In 2004 the International Criminal Tribunal for the former Yugoslavia (ICTY) ruled that what happened in Srebernica qualified as genocide. But, as recently as in 2020, textbooks in Serbia, while containing an acknowledgement that war crimes had happened in Srebrenica, stopped short of describing the massacres as genocide and questioned the accuracy of the death toll.

According to Marko Milosavljević, Programme Coordinator at the Youth Initiative for Human Rights, “there is still a big policy of denial of the genocide in Srebrenica.” Years ago, he told me, “they used to say that Srebrenica didn’t happen at all. Now over the last decade, the authorities don’t say ‘nothing happened,’ they just deny the implications of the genocide.”

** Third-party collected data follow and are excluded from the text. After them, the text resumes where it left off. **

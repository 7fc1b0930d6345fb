use chrono::{DateTime, Utc};
use serde::{Deserialize, Serialize};

use crate::config::AccountPolicy;
use crate::error::FieldError;
use crate::model::UserId;

mod password;

pub use password::{hash_password, verify_password};

const SPECIAL_CHARACTERS: &str = "!@#$%^&*(),.?\":{}|<>";
const FIRST_NAME_MAX_LENGTH: usize = 20;
const LAST_NAME_MAX_LENGTH: usize = 50;

#[derive(Debug, Clone, PartialEq, Eq, Serialize, Deserialize)]
pub struct User {
    pub id: UserId,
    pub username: String,
    pub email: String,
    pub first_name: String,
    pub last_name: String,
    pub second_last_name: Option<String>,
    pub is_admin: bool,
    pub date_joined: DateTime<Utc>,
}

#[derive(Debug, Clone, PartialEq, Eq, Default, Serialize, Deserialize)]
pub struct Registration {
    pub username: String,
    pub password: String,
    pub email: String,
    pub first_name: String,
    pub last_name: String,
    #[serde(default)]
    pub second_last_name: Option<String>,
    #[serde(default)]
    pub is_admin: bool,
}

#[derive(Debug, Clone, PartialEq, Eq, Default, Serialize, Deserialize)]
pub struct Credentials {
    #[serde(default)]
    pub username: Option<String>,
    #[serde(default)]
    pub password: Option<String>,
}

impl Credentials {
    pub fn new(username: impl Into<String>, password: impl Into<String>) -> Self {
        Self {
            username: Some(username.into()),
            password: Some(password.into()),
        }
    }
}

/// Checks every field of a registration and returns all problems found.
/// Uniqueness is checked by the store.
pub fn validate_registration(registration: &Registration, policy: &AccountPolicy) -> Vec<FieldError> {
    let mut errors = Vec::new();

    if let Some(message) = validate_username(&registration.username, policy) {
        errors.push(FieldError::new("username", message));
    }
    if let Some(message) = validate_password(&registration.password, policy) {
        errors.push(FieldError::new("password", message));
    }
    if let Some(message) = validate_name(&registration.first_name, FIRST_NAME_MAX_LENGTH, true) {
        errors.push(FieldError::new("first_name", message));
    }
    if let Some(message) = validate_name(&registration.last_name, LAST_NAME_MAX_LENGTH, true) {
        errors.push(FieldError::new("last_name", message));
    }
    if let Some(name) = &registration.second_last_name {
        if let Some(message) = validate_name(name, LAST_NAME_MAX_LENGTH, false) {
            errors.push(FieldError::new("second_last_name", message));
        }
    }
    if let Some(message) = validate_email(&registration.email) {
        errors.push(FieldError::new("email", message));
    }

    errors
}

fn validate_username(username: &str, policy: &AccountPolicy) -> Option<String> {
    if username.trim().is_empty() {
        return Some(blank());
    }
    if username.chars().count() > policy.username_max_length {
        return Some(too_long(policy.username_max_length));
    }
    let allowed = |c: char| c.is_ascii_alphanumeric() || c == '_' || c == '-';
    if !username.chars().all(allowed) {
        return Some("Username must contain only alphanumeric characters.".to_string());
    }
    None
}

fn validate_password(password: &str, policy: &AccountPolicy) -> Option<String> {
    if password.is_empty() {
        return Some(blank());
    }
    if password.chars().count() < policy.password_min_length {
        return Some(format!(
            "Password must be at least {} characters long.",
            policy.password_min_length
        ));
    }
    if !password.chars().any(char::is_uppercase) {
        return Some("Password must contain at least one uppercase letter.".to_string());
    }
    if !password.chars().any(|c| SPECIAL_CHARACTERS.contains(c)) {
        return Some("Password must contain at least one special character.".to_string());
    }
    None
}

fn validate_name(name: &str, max_length: usize, required: bool) -> Option<String> {
    if required && name.trim().is_empty() {
        return Some(blank());
    }
    if name.chars().count() > max_length {
        return Some(too_long(max_length));
    }
    None
}

fn validate_email(email: &str) -> Option<String> {
    if email.trim().is_empty() {
        return Some(blank());
    }
    let invalid = || Some("Enter a valid email address.".to_string());
    if email.chars().any(char::is_whitespace) {
        return invalid();
    }
    let (local, domain) = match email.split_once('@') {
        Some(parts) => parts,
        None => return invalid(),
    };
    if local.is_empty() || domain.contains('@') {
        return invalid();
    }
    let labels: Vec<&str> = domain.split('.').collect();
    if labels.len() < 2 || labels.iter().any(|label| label.is_empty()) {
        return invalid();
    }
    None
}

fn blank() -> String {
    "This field may not be blank.".to_string()
}

fn too_long(max_length: usize) -> String {
    format!("Ensure this field has no more than {} characters.", max_length)
}
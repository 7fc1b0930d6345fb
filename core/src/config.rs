use std::path::Path;
use std::str::FromStr;

use serde::{Deserialize, Serialize};
use slog::Level;
use thiserror::Error;

#[derive(Error, Debug)]
pub enum ConfigError {
    #[error("IO error: {0}")]
    Io(#[from] std::io::Error),

    #[error("Parse error: {0}")]
    Parse(#[from] toml::de::Error),

    #[error("Unknown log level: {0}")]
    InvalidLogLevel(String),
}

#[derive(Debug, Clone, PartialEq, Serialize, Deserialize)]
#[serde(default)]
pub struct CoreConfig {
    pub log_level: String,
    pub accounts: AccountPolicy,
}

#[derive(Debug, Clone, PartialEq, Serialize, Deserialize)]
#[serde(default)]
pub struct AccountPolicy {
    pub username_max_length: usize,
    pub password_min_length: usize,
    pub password_hash_rounds: u32,
}

impl Default for CoreConfig {
    fn default() -> Self {
        Self {
            log_level: "info".to_string(),
            accounts: AccountPolicy::default(),
        }
    }
}

impl Default for AccountPolicy {
    fn default() -> Self {
        Self {
            username_max_length: 50,
            password_min_length: 8,
            password_hash_rounds: 10_000,
        }
    }
}

impl CoreConfig {
    pub fn from_toml_str(text: &str) -> Result<Self, ConfigError> {
        let config: CoreConfig = toml::from_str(text)?;
        config.log_level()?;
        Ok(config)
    }

    pub fn load(path: impl AsRef<Path>) -> Result<Self, ConfigError> {
        let text = std::fs::read_to_string(path)?;
        Self::from_toml_str(&text)
    }

    pub fn log_level(&self) -> Result<Level, ConfigError> {
        Level::from_str(&self.log_level)
            .map_err(|_| ConfigError::InvalidLogLevel(self.log_level.clone()))
    }
}
use std::f32::consts::PI;

use rand::Rng;

use crate::analysis::{encode, Signal};
use crate::model::{Lead, LeadName};

const SAMPLING_FREQUENCY: f32 = 500.0;

/// Twelve synthetic leads of `samples` integer microvolt samples each.
pub fn mock_leads(samples: usize) -> Vec<Lead> {
    let mut rng = rand::thread_rng();
    LeadName::ALL
        .iter()
        .enumerate()
        .map(|(index, &name)| {
            let gain = lead_gain(name);
            let phase = index as f32 * 0.004;
            let signal: Vec<i64> = (0..samples)
                .map(|i| {
                    let time = phase + i as f32 / SAMPLING_FREQUENCY;
                    let noise: f32 = rng.gen_range(-20.0..20.0); // Random noise between -20 and +20 uV
                    (generate_ecg_waveform(time) * 1000.0 * gain + noise).round() as i64
                })
                .collect();
            Lead::new(name, encode(&Signal::from(signal))).with_num_samples(samples as i64)
        })
        .collect()
}

fn lead_gain(name: LeadName) -> f32 {
    match name {
        LeadName::I => 0.6,
        LeadName::II => 1.0,
        LeadName::III => 0.4,
        // aVR looks at the heart from the opposite side
        LeadName::AVR => -0.8,
        LeadName::AVL => 0.3,
        LeadName::AVF => 0.7,
        LeadName::V1 => -0.5,
        LeadName::V2 => 0.9,
        LeadName::V3 => 1.2,
        LeadName::V4 => 1.4,
        LeadName::V5 => 1.1,
        LeadName::V6 => 0.8,
    }
}

/// One synthetic P/QRS/T cycle per second around a zero baseline, in mV.
fn generate_ecg_waveform(time: f32) -> f32 {
    let p_wave_height = 0.15;
    let q_depth = 0.1;
    let r_height = 1.0;
    let s_depth = 0.25;
    let t_wave_height = 0.3;

    let cycle_time = time % 1.0; // Simulate a repeating cycle every 1 second

    if cycle_time < 0.1 {
        // P wave
        p_wave_height * (PI * cycle_time / 0.1).sin()
    } else if cycle_time < 0.2 {
        0.0
    } else if cycle_time < 0.22 {
        // Q
        -q_depth * (PI * (cycle_time - 0.2) / 0.02).sin()
    } else if cycle_time < 0.26 {
        // R
        r_height * (PI * (cycle_time - 0.22) / 0.04).sin()
    } else if cycle_time < 0.29 {
        // S
        -s_depth * (PI * (cycle_time - 0.26) / 0.03).sin()
    } else if cycle_time < 0.45 {
        0.0
    } else if cycle_time < 0.65 {
        // T wave
        t_wave_height * (PI * (cycle_time - 0.45) / 0.2).sin()
    } else {
        // Baseline
        0.0
    }
}

#[cfg(test)]
mod tests {
    use super::*;

    #[test]
    fn produces_every_standard_lead() {
        let leads = mock_leads(250);
        let names: Vec<LeadName> = leads.iter().map(|l| l.name).collect();
        assert_eq!(names, LeadName::ALL.to_vec());
        for lead in &leads {
            assert_eq!(lead.num_samples, Some(250));
            assert_eq!(lead.decode().unwrap().len(), 250);
        }
    }

    #[test]
    fn qrs_complex_dominates_cycle() {
        assert!(generate_ecg_waveform(0.24) > 0.9);
        assert!(generate_ecg_waveform(0.275) < -0.2);
        assert_eq!(generate_ecg_waveform(0.8), 0.0);
    }
}
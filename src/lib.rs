//! trellis - a retained-mode widget layout and composition library
//!
//! A tree of widgets negotiates size and position in two downward passes
//! (recalculate, then reposition), tracks invalidation with per-node dirty
//! flags, and regenerates drawable output only when needed. Pixel rendering
//! is external: widgets emit opaque [`drawable::Drawable`] command lists for
//! a compositor to consume.
//!
//! Hosts drive a tree like this each frame:
//!
//! 1. dispatch input through [`context::UiContext::dispatch`], then
//! 2. tick [`widget::Widget::update`] on every root (or
//!    [`widget::Desktop::update`] for floating windows), then
//! 3. hand the collected scene to the renderer.
//!
//! Everything is single-threaded and synchronous; shared state (overflow
//! policy, event registry, window grab lock) lives on an explicitly injected
//! [`context::UiContext`].

pub mod context;
pub mod drawable;
pub mod error;
pub mod events;
pub mod fill;
pub mod geometry;
pub mod widget;

pub use context::{FixedMetrics, FontMetrics, OverflowPolicy, UiContext};
pub use drawable::{DrawOp, Drawable, IconKind};
pub use error::LayoutError;
pub use events::{Event, EventKind, EventRegistry, HandlerId, PointerButton};
pub use fill::{Color, Direction, Fill};
pub use geometry::{Axis, Point, Rect, Side, Size};
pub use widget::{
    collect_scene, Align, Axial, Button, Desktop, Dirty, Fraction, Fullscreen, HAlignment,
    MainAxisSize, Padding, PaddingValue, Panel, Stack, VAlignment, Widget, WidgetCore, WidgetId,
    Window, WindowStyle,
};
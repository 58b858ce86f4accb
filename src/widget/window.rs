//! Floating window widget and its desktop host
//!
//! A window bundles chrome (title bar, minimize/close buttons, resizable
//! borders) around an independently-managed child subtree. Pointer input
//! arrives through the event registry, so a window reacts regardless of
//! where it sits in draw order; a process-wide grab lock on the context
//! keeps simultaneous title-bar drags down to one window.
//!
//! The child subtree is laid out in window-local coordinates and composed
//! into the window's drawable as a blit.

use std::cell::RefCell;
use std::rc::Rc;

use log::debug;

use crate::context::UiContext;
use crate::drawable::{DrawOp, Drawable, IconKind};
use crate::error::LayoutError;
use crate::events::{Event, EventKind, HandlerId};
use crate::fill::Color;
use crate::geometry::{Point, Rect, Side, Size};
use crate::widget::{collect_scene, Dirty, Widget, WidgetCore};

/// Hit slop around border rects, in pixels to each side.
const RESIZE_RECT_TOLERANCE: i32 = 2;
/// Vertical gap above and below the title text.
const TITLE_OFFSET: i32 = 2;
const BORDER_THICKNESS: i32 = 1;
/// Button edge length as a share of the title-bar height.
const BUTTON_WIDTH_FACTOR: f32 = 0.4;

/// Window chrome colors.
#[derive(Clone, Debug)]
pub struct WindowStyle {
    pub title_fg: Color,
    pub title_bg: Color,
    pub window_bg: Color,
    pub border: Color,
    pub button_highlight: Color,
}

impl Default for WindowStyle {
    fn default() -> Self {
        Self {
            title_fg: Color::BLACK,
            title_bg: Color::rgb(186, 186, 186),
            window_bg: Color::rgb(222, 222, 222),
            border: Color::rgb(66, 66, 66),
            button_highlight: Color::rgb(227, 227, 227),
        }
    }
}

/// A floating, draggable, resizable, minimizable window.
pub struct Window {
    core: WidgetCore,
    children: Vec<Box<dyn Widget>>,
    title: String,
    style: WindowStyle,

    // Chrome geometry. Hit rects are absolute; the child area is
    // window-local. Recomputed on every size- or placement-changing update.
    title_bar: Rect,
    minimize_hit: Rect,
    close_hit: Rect,
    border_hits: Vec<(Rect, Side)>,
    child_area: Rect,
    button_width: i32,
    button_margin: i32,

    moving: bool,
    resize_side: Option<Side>,
    minimized: bool,
    highlight_minimize: bool,
    highlight_close: bool,
    closed: bool,
    raise_requested: bool,
    handlers: Vec<HandlerId>,
}
//! Fullscreen widget - a root bound to the host viewport
//!
//! Its rect tracks the viewport: constructed at the current viewport size
//! and, once connected, resized by [`Event::ViewportResize`] dispatches,
//! which mark both layout phases dirty. It refuses parenting outright; a
//! fullscreen node under a container is a usage error, never silent.

use std::cell::RefCell;
use std::rc::Rc;

use log::debug;

use crate::context::UiContext;
use crate::error::LayoutError;
use crate::events::{Event, EventKind, HandlerId};
use crate::geometry::{Point, Rect, Size};
use crate::widget::{Dirty, Widget, WidgetCore, WidgetId};

/// Root container filling the host viewport.
pub struct Fullscreen {
    core: WidgetCore,
    children: Vec<Box<dyn Widget>>,
    handler: Option<HandlerId>,
}

impl Fullscreen {
    /// Builds the root at the context's current viewport size.
    pub fn new(mut child: Box<dyn Widget>, ctx: &UiContext) -> Result<Self, LayoutError> {
        let core = WidgetCore::with_parts(
            None,
            Some(Rect::from_parts(Point::ZERO, ctx.viewport())),
        );
        child.set_parent(core.id())?;
        Ok(Self {
            core,
            children: vec![child],
            handler: None,
        })
    }

    /// Subscribe to viewport resizes. The shared handle lets the registry
    /// reach the root directly; hosts keep updating it through the cell.
    pub fn connect(this: &Rc<RefCell<Self>>, ctx: &UiContext) {
        let weak = Rc::downgrade(this);
        let id = ctx
            .events()
            .register(EventKind::ViewportResize, move |event, _ctx| {
                let Event::ViewportResize { size } = event else {
                    return;
                };
                if let Some(fullscreen) = weak.upgrade() {
                    fullscreen.borrow_mut().handle_viewport_resize(*size);
                }
            });
        this.borrow_mut().handler = Some(id);
    }

    /// Drop the resize subscription.
    pub fn disconnect(&mut self, ctx: &UiContext) {
        if let Some(id) = self.handler.take() {
            ctx.events().unregister(id);
        }
    }

    fn handle_viewport_resize(&mut self, size: Size) {
        debug!("fullscreen root resized to {}x{}", size.width, size.height);
        self.core.rect_mut().set_size(size);
        self.core.mark(Dirty::RECALCULATE | Dirty::REPOSITION);
    }

    fn child_mut(&mut self) -> &mut Box<dyn Widget> {
        &mut self.children[0]
    }
}

impl Widget for Fullscreen {
    fn core(&self) -> &WidgetCore {
        &self.core
    }

    fn core_mut(&mut self) -> &mut WidgetCore {
        &mut self.core
    }

    fn children(&self) -> &[Box<dyn Widget>] {
        &self.children
    }

    fn children_mut(&mut self) -> &mut [Box<dyn Widget>] {
        &mut self.children
    }

    fn set_parent(&mut self, _parent: WidgetId) -> Result<(), LayoutError> {
        Err(LayoutError::FullscreenAttached)
    }

    fn measure(&mut self, max: Size, ctx: &UiContext) -> Size {
        self.child_mut().calculate_size(max, ctx);
        max
    }

    fn place(&mut self, origin: Point, ctx: &UiContext) {
        self.child_mut().set_placement(origin, ctx);
    }
}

In 2017, Milorad Dodik, who was at the time the President of the Republic of Srpska, stated that no textbooks should ever teach students about the Srebrenica genocide, nor the siege of Sarajevo. Textbooks only briefly mention Srebrenica as a place where Bosnian Serbs conquered. The textbooks also only refer to Serbs and not Croats or Muslims as victims of ethnic cleansing.

Serbian textbooks have also failed to mention the state’s role in committing war crimes in the 1990s against Kosovans. Dodik, now the Serb member of the three-member Presidency of Bosnia and Herzegovina (which serves as the collective head of state), has repeatedly called for the Republic of Srpska to secede from the rest of the country. 

With tensions rising in the region, in part due to Russia’s invasion of Ukraine, and with a new generation of ethnic-Serbs in Serbia and the Republic of Srpska being taught little to nothing about war crimes committed against Muslims and Kosovans in the 1990s, there is an ever-present danger of history repeating itself.